RECORDS FOR THE TASK below:

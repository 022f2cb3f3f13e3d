//! ---
//! ens_section: "06-resources"
//! ens_subsection: "module"
//! ens_type: "source"
//! ens_scope: "code"
//! ens_description: "Autotools configure and compile build steps."
//! ens_version: "v0.1.0"
//! ens_owner: "tbd"
//! ---
use std::fmt;

use async_trait::async_trait;

use crate::command::{argv, BuildCommand, CommandOutput, CommandRunner};
use crate::error::BuildError;

/// Feature switches passed to `./configure`.
///
/// The four components (`guacd`, `guacenc`, `guaclog`, `kubernetes`) are
/// disabled explicitly unless enabled; every library switch is only passed
/// when enabled, leaving the rest to autodetection.
#[derive(Debug, Clone, Default, PartialEq, Eq)]
pub struct AutotoolsConfig {
    /// Build the proxy daemon.
    pub guacd: bool,
    /// Build the video encoding tool.
    pub guacenc: bool,
    /// Build the input logging tool.
    pub guaclog: bool,
    /// Build support for attaching to Kubernetes pods.
    pub kubernetes: bool,
    /// Generate identifiers with libuuid.
    pub libuuid: bool,
    /// Encode video with libavcodec.
    pub libavcodec: bool,
    /// Encode video with libavformat.
    pub libavformat: bool,
    /// Encode video with libavutil.
    pub libavutil: bool,
    /// Encode video with libswscale.
    pub libswscale: bool,
    /// SSL encryption.
    pub ssl: bool,
    /// Windows Sockets API.
    pub winsock: bool,
    /// Ogg Vorbis.
    pub vorbis: bool,
    /// PulseAudio.
    pub pulse: bool,
    /// Pango text layout.
    pub pango: bool,
    /// Text-based protocols.
    pub terminal: bool,
    /// VNC.
    pub vnc: bool,
    /// RDP.
    pub rdp: bool,
    /// Install FreeRDP plugins into this directory.
    pub freerdp_plugin_dir: Option<String>,
    /// Allow unknown development snapshots of FreeRDP.
    pub allow_freerdp_snapshots: bool,
    /// SSH.
    pub ssh: bool,
    /// Built-in ssh-agent.
    pub ssh_agent: bool,
    /// Telnet.
    pub telnet: bool,
    /// WebP image encoding.
    pub webp: bool,
    /// WebSockets.
    pub websockets: bool,
}

impl AutotoolsConfig {
    /// Configuration building only the proxy daemon.
    pub fn guacd() -> Self {
        Self {
            guacd: true,
            ..Self::default()
        }
    }

    /// Arguments for `./configure`, in a stable order.
    pub fn configure_args(&self) -> Vec<String> {
        let disabled = [
            (self.guacd, "--disable-guacd"),
            (self.guacenc, "--disable-guacenc"),
            (self.guaclog, "--disable-guaclog"),
            (self.kubernetes, "--disable-kubernetes"),
        ];
        let enabled = [
            (self.libuuid, "--with-libuuid"),
            (self.libavcodec, "--with-libavcodec"),
            (self.libavformat, "--with-libavformat"),
            (self.libavutil, "--with-libavutil"),
            (self.libswscale, "--with-libswscale"),
            (self.ssl, "--with-ssl"),
            (self.winsock, "--with-winsock"),
            (self.vorbis, "--with-vorbis"),
            (self.pulse, "--with-pulse"),
            (self.pango, "--with-pango"),
            (self.terminal, "--with-terminal"),
            (self.vnc, "--with-vnc"),
            (self.rdp, "--with-rdp"),
        ];

        let mut args: Vec<String> = disabled
            .iter()
            .filter(|(on, _)| !on)
            .chain(enabled.iter().filter(|(on, _)| *on))
            .map(|(_, flag)| (*flag).to_owned())
            .collect();
        if let Some(dir) = self.freerdp_plugin_dir.as_deref().filter(|dir| !dir.is_empty()) {
            args.push(format!("--with-freerdp-plugins={dir}"));
        }
        let tail = [
            (self.allow_freerdp_snapshots, "--enable-freerdp-snapshots"),
            (self.ssh, "--with-ssh"),
            (self.ssh_agent, "--enable-ssh-agent"),
            (self.telnet, "--with-telnet"),
            (self.webp, "--with-webp"),
            (self.websockets, "--with-websockets"),
        ];
        args.extend(
            tail.iter()
                .filter(|(on, _)| *on)
                .map(|(_, flag)| (*flag).to_owned()),
        );
        args
    }
}

/// `autoreconf -fi` followed by `./configure`, both in the source directory.
///
/// Stops at the first failing step and reports only that step's output; on
/// success the outputs of both steps are concatenated.
#[derive(Debug, Clone, PartialEq, Eq)]
pub struct Configure {
    source_dir: String,
    config: AutotoolsConfig,
}

impl Configure {
    /// Configure the sources in `source_dir` with `config`.
    pub fn new(source_dir: impl Into<String>, config: AutotoolsConfig) -> Self {
        Self {
            source_dir: source_dir.into(),
            config,
        }
    }

    /// Full argv of the configure script.
    pub fn configure_argv(&self) -> Vec<String> {
        let mut args = argv(["./configure"]);
        args.extend(self.config.configure_args());
        args
    }
}

impl fmt::Display for Configure {
    fn fmt(&self, f: &mut fmt::Formatter<'_>) -> fmt::Result {
        f.write_str("autotools configure")
    }
}

#[async_trait]
impl BuildCommand for Configure {
    async fn exec(&self, runner: &dyn CommandRunner) -> Result<CommandOutput, BuildError> {
        let dir = Some(self.source_dir.as_str());
        let reconf = runner.exec(&argv(["autoreconf", "-fi"]), dir).await?;
        if !reconf.is_success() {
            return Ok(reconf);
        }
        let configure = runner.exec(&self.configure_argv(), dir).await?;
        if !configure.is_success() {
            return Ok(configure);
        }
        Ok(CommandOutput::success(reconf.output + &configure.output))
    }
}

/// `make` in the source directory.
#[derive(Debug, Clone, PartialEq, Eq)]
pub struct Compile {
    source_dir: String,
}

impl Compile {
    /// Compile the configured sources in `source_dir`.
    pub fn new(source_dir: impl Into<String>) -> Self {
        Self {
            source_dir: source_dir.into(),
        }
    }
}

impl fmt::Display for Compile {
    fn fmt(&self, f: &mut fmt::Formatter<'_>) -> fmt::Result {
        f.write_str("autotools compile")
    }
}

#[async_trait]
impl BuildCommand for Compile {
    async fn exec(&self, runner: &dyn CommandRunner) -> Result<CommandOutput, BuildError> {
        runner.exec(&argv(["make"]), Some(self.source_dir.as_str())).await
    }
}

#[cfg(test)]
mod tests {
    use super::*;
    use crate::command::testing::ScriptedRunner;
    use crate::command::run;

    #[test]
    fn empty_config_disables_every_component() {
        assert_eq!(
            AutotoolsConfig::default().configure_args(),
            vec![
                "--disable-guacd",
                "--disable-guacenc",
                "--disable-guaclog",
                "--disable-kubernetes",
            ]
        );
    }

    #[test]
    fn enabled_switches_follow_the_disabled_components() {
        let config = AutotoolsConfig {
            libuuid: true,
            ssh: true,
            ssh_agent: true,
            freerdp_plugin_dir: Some("/usr/lib/freerdp2".into()),
            ..AutotoolsConfig::guacd()
        };
        assert_eq!(
            config.configure_args(),
            vec![
                "--disable-guacenc",
                "--disable-guaclog",
                "--disable-kubernetes",
                "--with-libuuid",
                "--with-freerdp-plugins=/usr/lib/freerdp2",
                "--with-ssh",
                "--enable-ssh-agent",
            ]
        );
    }

    #[tokio::test]
    async fn configure_runs_autoreconf_then_configure_in_the_source_dir() {
        let runner = ScriptedRunner::replying([
            CommandOutput::success("autoreconf: done\n"),
            CommandOutput::success("guacd ...... yes\n"),
        ]);
        let configure = Configure::new("/build/guacamole-server", AutotoolsConfig::guacd());
        let output = run(&runner, &configure).await.unwrap();

        assert_eq!(output, "autoreconf: done\nguacd ...... yes\n");
        let calls = runner.calls();
        assert_eq!(calls.len(), 2);
        assert_eq!(calls[0].0, vec!["autoreconf", "-fi"]);
        assert_eq!(calls[1].0[0], "./configure");
        assert!(calls[1].0.contains(&"--disable-guacenc".to_owned()));
        assert!(calls
            .iter()
            .all(|(_, dir)| dir.as_deref() == Some("/build/guacamole-server")));
    }

    #[tokio::test]
    async fn failed_autoreconf_skips_configure() {
        let runner = ScriptedRunner::replying([CommandOutput {
            output: "autoreconf: not found".into(),
            exit_code: 127,
        }]);
        let configure = Configure::new("/src", AutotoolsConfig::guacd());
        let result = configure.exec(&runner).await.unwrap();

        assert_eq!(result.exit_code, 127);
        assert_eq!(result.output, "autoreconf: not found");
        assert_eq!(runner.calls().len(), 1);
    }

    #[tokio::test]
    async fn compile_runs_make() {
        let runner = ScriptedRunner::default();
        let compile = Compile::new("/src");
        run(&runner, &compile).await.unwrap();
        assert_eq!(runner.calls(), vec![(vec!["make".to_owned()], Some("/src".to_owned()))]);
        assert_eq!(compile.to_string(), "autotools compile");
    }
}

End of RECORDS FOR THE TASK.

__ABOUT THIS TASK__
Report how many lines in the data above contain "plugins", without any other words.

__RESPONSE TO THE TASK__
3